Applicando alla fattispecie le esposte coordinate ricostruttive, ritiene questo collegio che la controversia debba essere correttamente ritenuta di competenza del giudice amministrativo.

E ciò in quanto non pare revocabile in dubbio che l’attività amministrativa relativa alla concessione di contributi pubblici sia effettuata – anche e soprattutto nella fase di verifica circa l’effettivo utilizzo delle somme erogate – in funzione di “tutela dell’interesse pubblico alla miglior gestione ed allocazione delle risorse della collettività e non a quella privata ad acquisire un mero vantaggio” (cfr. TAR Piemonte, cit.).

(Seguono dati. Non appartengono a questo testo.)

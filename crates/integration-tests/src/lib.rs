//! Integration tests for Newsdesk.
//!
//! The whole application runs in process: every test gets a fresh in-memory
//! `SQLite` database with migrations applied and drives the router through
//! `tower::ServiceExt::oneshot`. No server or external database is needed.
//!
//! ```bash
//! cargo test -p newsdesk-integration-tests
//! ```

#![allow(clippy::unwrap_used, clippy::missing_panics_doc)]

use std::net::{IpAddr, Ipv4Addr};

use axum::{
    Router,
    body::{Body, to_bytes},
    http::{Method, Request, StatusCode, header},
};
use chrono::Duration;
use secrecy::SecretString;
use serde_json::{Value, json};
use sqlx::SqlitePool;
use tower::ServiceExt;

use newsdesk_api::config::{ConfiguredAdmin, JwtConfig};
use newsdesk_api::{ApiConfig, AppState, app, db};
use newsdesk_core::Email;

pub const ADMIN_EMAIL: &str = "admin@newsdesk.org";
pub const ADMIN_PASSWORD: &str = "front-page-42";
pub const STAFF_PASSWORD: &str = "desk-password-1";

const TEST_SECRET: &str = "k7#Qm2$vX9@pL4!wZ8^rT1&yB6*nH3%c";

/// Configuration for an in-process test application.
#[must_use]
pub fn test_config() -> ApiConfig {
    ApiConfig {
        database_url: SecretString::from("sqlite::memory:"),
        db_max_connections: 1,
        host: IpAddr::V4(Ipv4Addr::LOCALHOST),
        port: 0,
        jwt: JwtConfig {
            secret: SecretString::from(TEST_SECRET),
            issuer: "newsdesk".to_string(),
            audience: "newsdesk".to_string(),
            ttl: Duration::days(7),
        },
        admin: ConfiguredAdmin {
            email: Email::parse(ADMIN_EMAIL).unwrap(),
            password: SecretString::from(ADMIN_PASSWORD),
            name: "Administrator".to_string(),
        },
        cors_origins: Vec::new(),
        log_json: false,
        sentry_dsn: None,
        sentry_environment: None,
        sentry_sample_rate: 0.0,
        sentry_traces_sample_rate: 0.0,
    }
}

/// A running application backed by its own in-memory database.
pub struct TestApp {
    router: Router,
    pub pool: SqlitePool,
}

impl TestApp {
    pub async fn new() -> Self {
        let pool = db::create_memory_pool().await.unwrap();
        let router = app(AppState::new(test_config(), pool.clone()));
        Self { router, pool }
    }

    /// Send one request and return the status with the decoded JSON body
    /// (`Value::Null` for an empty or non-JSON body).
    pub async fn request(
        &self,
        method: Method,
        uri: &str,
        token: Option<&str>,
        body: Option<Value>,
    ) -> (StatusCode, Value) {
        let mut builder = Request::builder().method(method).uri(uri);
        if let Some(token) = token {
            builder = builder.header(header::AUTHORIZATION, format!("Bearer {token}"));
        }
        let request = match body {
            Some(body) => builder
                .header(header::CONTENT_TYPE, "application/json")
                .body(Body::from(body.to_string()))
                .unwrap(),
            None => builder.body(Body::empty()).unwrap(),
        };

        let response = self.router.clone().oneshot(request).await.unwrap();
        let status = response.status();
        let bytes = to_bytes(response.into_body(), usize::MAX).await.unwrap();
        let json = serde_json::from_slice(&bytes).unwrap_or(Value::Null);
        (status, json)
    }

    pub async fn get(&self, uri: &str, token: Option<&str>) -> (StatusCode, Value) {
        self.request(Method::GET, uri, token, None).await
    }

    pub async fn post(&self, uri: &str, token: Option<&str>, body: Value) -> (StatusCode, Value) {
        self.request(Method::POST, uri, token, Some(body)).await
    }

    pub async fn put(&self, uri: &str, token: Option<&str>, body: Value) -> (StatusCode, Value) {
        self.request(Method::PUT, uri, token, Some(body)).await
    }

    pub async fn patch(&self, uri: &str, token: Option<&str>, body: Value) -> (StatusCode, Value) {
        self.request(Method::PATCH, uri, token, Some(body)).await
    }

    pub async fn delete(&self, uri: &str, token: Option<&str>) -> (StatusCode, Value) {
        self.request(Method::DELETE, uri, token, None).await
    }

    /// Sign in and return the bearer token.
    pub async fn login(&self, email: &str, password: &str) -> String {
        let (status, body) = self
            .post(
                "/odata/login",
                None,
                json!({"email": email, "password": password}),
            )
            .await;
        assert_eq!(status, StatusCode::OK, "login failed: {body}");
        body["data"]["token"].as_str().unwrap().to_string()
    }

    pub async fn admin_token(&self) -> String {
        self.login(ADMIN_EMAIL, ADMIN_PASSWORD).await
    }

    /// Create a persisted account through the admin API and return its ID.
    pub async fn create_account(&self, admin: &str, name: &str, email: &str, role: i32) -> i64 {
        let (status, body) = self
            .post(
                "/odata/systemaccounts",
                Some(admin),
                json!({
                    "accountName": name,
                    "accountEmail": email,
                    "accountRole": role,
                    "accountPassword": STAFF_PASSWORD,
                }),
            )
            .await;
        assert_eq!(status, StatusCode::CREATED, "account create failed: {body}");
        body["data"]["accountId"].as_i64().unwrap()
    }

    /// Create a staff account and sign it in.
    pub async fn staff(&self, admin: &str, email: &str) -> (i64, String) {
        let id = self.create_account(admin, "Desk Editor", email, 1).await;
        let token = self.login(email, STAFF_PASSWORD).await;
        (id, token)
    }

    pub async fn create_category(&self, token: &str, name: &str) -> i64 {
        let (status, body) = self
            .post(
                "/odata/categories",
                Some(token),
                json!({"categoryName": name, "categoryDescription": format!("{name} desk")}),
            )
            .await;
        assert_eq!(status, StatusCode::CREATED, "category create failed: {body}");
        body["data"]["categoryId"].as_i64().unwrap()
    }

    pub async fn create_tag(&self, token: &str, name: &str) -> i64 {
        let (status, body) = self
            .post("/odata/tags", Some(token), json!({"tagName": name}))
            .await;
        assert_eq!(status, StatusCode::CREATED, "tag create failed: {body}");
        body["data"]["tagId"].as_i64().unwrap()
    }

    /// Create an article and return the full `data` payload.
    pub async fn create_article(&self, token: &str, article: Value) -> Value {
        let (status, body) = self
            .post("/odata/newsarticles", Some(token), article)
            .await;
        assert_eq!(status, StatusCode::CREATED, "article create failed: {body}");
        body["data"].clone()
    }
}

/// Sorted tag IDs of an article payload.
#[must_use]
pub fn tag_ids(article: &Value) -> Vec<i64> {
    let mut ids: Vec<i64> = article["tags"]
        .as_array()
        .unwrap()
        .iter()
        .map(|tag| tag["tagId"].as_i64().unwrap())
        .collect();
    ids.sort_unstable();
    ids
}
//! Database migration command.
//!
//! # Usage
//!
//! ```bash
//! newsdesk migrate
//! ```
//!
//! # Environment Variables
//!
//! - `NEWSDESK_DATABASE_URL` - `SQLite` connection string, e.g. `sqlite://newsdesk.db`
//!
//! The database file is created if it does not exist. Migrations live in
//! `crates/api/migrations/` and are embedded in the binary.

use newsdesk_api::db::MIGRATOR;

use super::{CommandError, connect};

/// Apply all pending migrations.
pub async fn run() -> Result<(), CommandError> {
    let pool = connect().await?;

    tracing::info!("Running migrations...");
    MIGRATOR.run(&pool).await?;

    tracing::info!("Migrations complete!");
    Ok(())
}
//! Account administration endpoints (Admin only).

use std::collections::HashMap;

use axum::{Router, extract::State, routing::get};
use serde::{Deserialize, Serialize};
use tracing::instrument;

use newsdesk_core::AccountId;

use crate::{
    error::AppError,
    extract::{AppJson, AppPath, AppQuery},
    middleware::RequireAuth,
    models::Account,
    query::ListQuery,
    response::{ApiResponse, Collection},
    services::{AccountInput, AccountService, Operation, require},
    state::AppState,
};

use super::listing;

pub fn router() -> Router<AppState> {
    Router::new()
        .route("/systemaccounts", get(index).post(create))
        .route("/systemaccounts/{id}", get(show).put(update).delete(destroy))
}

/// Account as returned to clients. The password hash never leaves the server.
#[derive(Debug, Serialize)]
#[serde(rename_all = "camelCase")]
pub struct AccountView {
    pub account_id: i32,
    pub account_name: String,
    pub account_email: String,
    pub account_role: i32,
    pub role_name: &'static str,
    pub deletable: bool,
}

impl From<&Account> for AccountView {
    fn from(account: &Account) -> Self {
        Self {
            account_id: account.id.as_i32(),
            account_name: account.name.clone(),
            account_email: account.email.to_string(),
            account_role: account.role.code(),
            role_name: account.role.display_name(),
            deletable: account.is_deletable(),
        }
    }
}

#[derive(Debug, Deserialize)]
#[serde(rename_all = "camelCase")]
pub struct AccountRequest {
    pub account_name: Option<String>,
    pub account_email: Option<String>,
    pub account_role: Option<i32>,
    pub account_password: Option<String>,
}

impl From<AccountRequest> for AccountInput {
    fn from(request: AccountRequest) -> Self {
        Self {
            name: request.account_name,
            email: request.account_email,
            role: request.account_role,
            password: request.account_password,
        }
    }
}

#[instrument(skip_all)]
async fn index(
    RequireAuth(identity): RequireAuth,
    State(state): State<AppState>,
    AppQuery(params): AppQuery<HashMap<String, String>>,
) -> Result<ApiResponse<Collection>, AppError> {
    require(&identity, Operation::ManageAccounts)?;
    let query = ListQuery::parse(&params, &[])?;

    let accounts = AccountService::new(state.pool()).list().await?;
    let views: Vec<AccountView> = accounts.iter().map(AccountView::from).collect();
    listing(&query, &views, &[])
}

#[instrument(skip(identity, state))]
async fn show(
    RequireAuth(identity): RequireAuth,
    State(state): State<AppState>,
    AppPath(id): AppPath<AccountId>,
) -> Result<ApiResponse<AccountView>, AppError> {
    require(&identity, Operation::ManageAccounts)?;

    let account = AccountService::new(state.pool()).get(id).await?;
    Ok(ApiResponse::ok(AccountView::from(&account)))
}

#[instrument(skip_all)]
async fn create(
    RequireAuth(identity): RequireAuth,
    State(state): State<AppState>,
    AppJson(request): AppJson<AccountRequest>,
) -> Result<ApiResponse<AccountView>, AppError> {
    require(&identity, Operation::ManageAccounts)?;

    let account = AccountService::new(state.pool()).create(request.into()).await?;
    Ok(ApiResponse::created(
        "Account created successfully",
        AccountView::from(&account),
    ))
}

#[instrument(skip(identity, state, request))]
async fn update(
    RequireAuth(identity): RequireAuth,
    State(state): State<AppState>,
    AppPath(id): AppPath<AccountId>,
    AppJson(request): AppJson<AccountRequest>,
) -> Result<ApiResponse<AccountView>, AppError> {
    require(&identity, Operation::ManageAccounts)?;

    let account = AccountService::new(state.pool())
        .update(id, request.into())
        .await?;
    Ok(ApiResponse::ok_with(
        "Account updated successfully",
        AccountView::from(&account),
    ))
}

#[instrument(skip(identity, state))]
async fn destroy(
    RequireAuth(identity): RequireAuth,
    State(state): State<AppState>,
    AppPath(id): AppPath<AccountId>,
) -> Result<ApiResponse<()>, AppError> {
    require(&identity, Operation::ManageAccounts)?;

    AccountService::new(state.pool()).delete(id).await?;
    Ok(ApiResponse::message("Account deleted successfully"))
}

Più in particolare, l’interesse pubblico perseguito in via diretta dalla norma primaria, che si realizza anche mediante l’attività di accertamento successiva alla erogazione delle sovvenzioni, riguarda il corretto utilizzo di risorse pubbliche destinate ad un proficuo e virtuoso sviluppo dell’economia locale.

È noto infatti come l’Unione Europea, per il tramite degli Stati membri, intervenga ai sensi del trattato istitutivo attraverso misure di sostegno alle attività imprenditoriali (c.d. fondi strutturali) in chiave di riequilibrio territoriale e, dunque, di coesione economica e sociale.

L’obiettivo è in particolare quello di promuovere lo sviluppo e l’adeguamento strutturale delle aree in ritardo di sviluppo, nonché di sostenere la riconversione socioeconomica delle zone con difficoltà strutturali.

Occorre soprattutto rimarcare come siffatti interventi, in funzione correttiva del mercato, non si limitino a risollevare unicamente le sorti dei singoli soggetti operanti sul mercato, ma siano altresì diretti a creare esternalità positive (o “economie esterne”): fenomeno, questo, con cui si intendono gli effetti che certe attività poste in essere da uno o più soggetti provocano su altri soggetti non direttamente coinvolti nell’esercizio di quelle attività.

Lo sviluppo di una impresa che riceve contributi pubblici si riflette positivamente, infatti, su altre imprese (es. fornitori, artigiani) che si trovino ad operare con essa e attraverso la quale sono in grado di acquisire maggiori occasioni di lavoro (ordini, commesse, etc.).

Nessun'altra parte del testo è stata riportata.